Damn! That’s me! They got me. Shit. Give me the pill, I need the cure…
What makes this interesting is that this disorder is apparently becoming a quite popular diagnosis, favored unsurprisingly by teachers to help deal with problem students, since one treatment for the disorder is medication with tranquilizers.
Reminds me of what I tell intro to logic students when trying to get them to be better at constructing counterexamples. I tell them that many of them were very good at this when they were young, until pissed off teachers socialized them out of this non-compliant, argumentative reaction.
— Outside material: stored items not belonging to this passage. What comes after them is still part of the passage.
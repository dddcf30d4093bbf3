//! OfType, Cast and DefaultIfEmpty: operators that change how the current items are typed or
//! joined rather than which rows are produced.

use crate::{
    preparation::{PreparationResult, QueryModelVisitor},
    query_model::{DataType, ResultOperator},
    sql_statement::{sql_expr::TypeCheckExpr, JoinSemantics, ResultShape, SqlExpr},
};

use super::{mismatched, ResultOperatorHandler};

pub struct OfTypeHandler;

impl ResultOperatorHandler for OfTypeHandler {
    fn handle(
        &self,
        operator: &ResultOperator,
        visitor: &mut QueryModelVisitor<'_, '_, '_>,
    ) -> PreparationResult<()> {
        let ResultOperator::OfType { target } = operator else {
            return Err(mismatched(operator));
        };
        if visitor.builder.top_expression.is_some()
            || visitor.builder.row_number_selector.is_some()
        {
            visitor.seal_and_wrap(true)?;
        }
        let item = visitor.current_projection()?.clone().into_unnamed();
        visitor
            .builder
            .add_where_condition(SqlExpr::TypeCheck(TypeCheckExpr {
                expr: Box::new(item),
                target: target.clone(),
            }));
        retype_sequence(visitor, target);
        Ok(())
    }
}

/// Cast only changes the static item type; the rows are unchanged.
pub struct CastHandler;

impl ResultOperatorHandler for CastHandler {
    fn handle(
        &self,
        operator: &ResultOperator,
        visitor: &mut QueryModelVisitor<'_, '_, '_>,
    ) -> PreparationResult<()> {
        let ResultOperator::Cast { target } = operator else {
            return Err(mismatched(operator));
        };
        retype_sequence(visitor, target);
        Ok(())
    }
}

/// Moves the statement into a left-joined sub-statement table, so a from clause over it keeps
/// producing a (NULL) row when the statement is empty.
pub struct DefaultIfEmptyHandler;

impl ResultOperatorHandler for DefaultIfEmptyHandler {
    fn handle(
        &self,
        operator: &ResultOperator,
        visitor: &mut QueryModelVisitor<'_, '_, '_>,
    ) -> PreparationResult<()> {
        if !matches!(operator, ResultOperator::DefaultIfEmpty) {
            return Err(mismatched(operator));
        }
        visitor.seal_and_wrap_with_semantics(true, JoinSemantics::Left)
    }
}

fn retype_sequence(visitor: &mut QueryModelVisitor<'_, '_, '_>, target: &DataType) {
    if let Some(ResultShape::Sequence { item_type }) = &mut visitor.builder.shape {
        *item_type = target.clone();
    }
}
But socialization fails in some cases, and we get critical thinkers capable of being good philosophers as a result (and, if we are *really* lucky, an epistemologist!).
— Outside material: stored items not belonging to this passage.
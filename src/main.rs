use std::{path::PathBuf, sync::Arc};

use anyhow::{Context, Result};
use clap::{Parser, ValueEnum};
use relq::{config, MappingSchema, QueryModel, QueryTranslator};

#[derive(Clone, Copy, Debug, ValueEnum)]
enum OutputFormat {
    /// Indented statement tree
    Tree,
    /// Statement serialized as JSON, for a downstream renderer
    Json,
}

/// relq - compiles a JSON query model into a resolved relational statement
#[derive(Parser)]
#[command(author, version, about, long_about = None)]
struct Cli {
    /// Query model (JSON)
    query: PathBuf,

    /// Mapping schema (YAML)
    #[arg(long, short)]
    mapping: PathBuf,

    /// Translator configuration (YAML); overrides the CLI flags below
    #[arg(long)]
    config: Option<PathBuf>,

    /// Maximum nesting of sub-statements
    #[arg(long, default_value_t = 64)]
    max_statement_depth: usize,

    /// Keep booleans as booleans instead of rewriting them to integers
    #[arg(long)]
    no_boolean_emulation: bool,

    #[arg(long, value_enum, default_value_t = OutputFormat::Tree)]
    output: OutputFormat,
}

impl From<&Cli> for config::CliConfig {
    fn from(cli: &Cli) -> Self {
        config::CliConfig {
            max_statement_depth: cli.max_statement_depth,
            no_boolean_emulation: cli.no_boolean_emulation,
        }
    }
}

fn main() -> Result<()> {
    dotenvy::dotenv().ok();
    // Defaults to INFO level, can be overridden with RUST_LOG env var
    env_logger::Builder::from_env(env_logger::Env::default().default_filter_or("info")).init();

    let cli = Cli::parse();

    let config = match &cli.config {
        Some(path) => config::TranslatorConfig::from_yaml_file(path),
        None => config::TranslatorConfig::from_cli((&cli).into()),
    }
    .context("Configuration error")?;

    let schema = MappingSchema::from_yaml_file(&cli.mapping)
        .with_context(|| format!("Failed to load mapping {}", cli.mapping.display()))?;

    let json = std::fs::read_to_string(&cli.query)
        .with_context(|| format!("Failed to read query model {}", cli.query.display()))?;
    let model = QueryModel::from_json(&json).context("Invalid query model")?;

    let translator = QueryTranslator::new(Arc::new(schema), config);
    let statement = translator.translate(&model).map_err(|e| {
        let kind = e.kind();
        anyhow::Error::new(e).context(format!("Translation failed ({})", kind))
    })?;

    match cli.output {
        OutputFormat::Tree => println!("{}", statement),
        OutputFormat::Json => println!("{}", serde_json::to_string_pretty(&statement)?),
    }
    Ok(())
}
Let me point out that I’m not questioning the possibility of a behavioral disorder of the sort described. But for any of us who attempt to inculcate critical thinking in students, this is scary. We have enough mindless, lock-step behavior in our culture already; as a culture, all we need is a good soundbite “they hate us for our freedom” and we’ll easily acquiesce to reckless destruction of people and property around the world led by a frontier-mentality President with an itchy trigger finger and an oil-addicted sidekick. I say the danger is abuse by the powerful to coerce, medically or otherwise, “compliance with adult requests and rules”. So, send me your tired, your poor, your uneducated for whom you seek an ODD diagnosis. The world will be a better place if those who understand, teach, and value critical thinking (and here I mean philosophers, not products of education schools) weigh in on the matter before any system is given free rein in which you can find some credentialed sympathizer with the difficulties of managing such individuals who will issue a diagnosis and thereby justify medical intervention.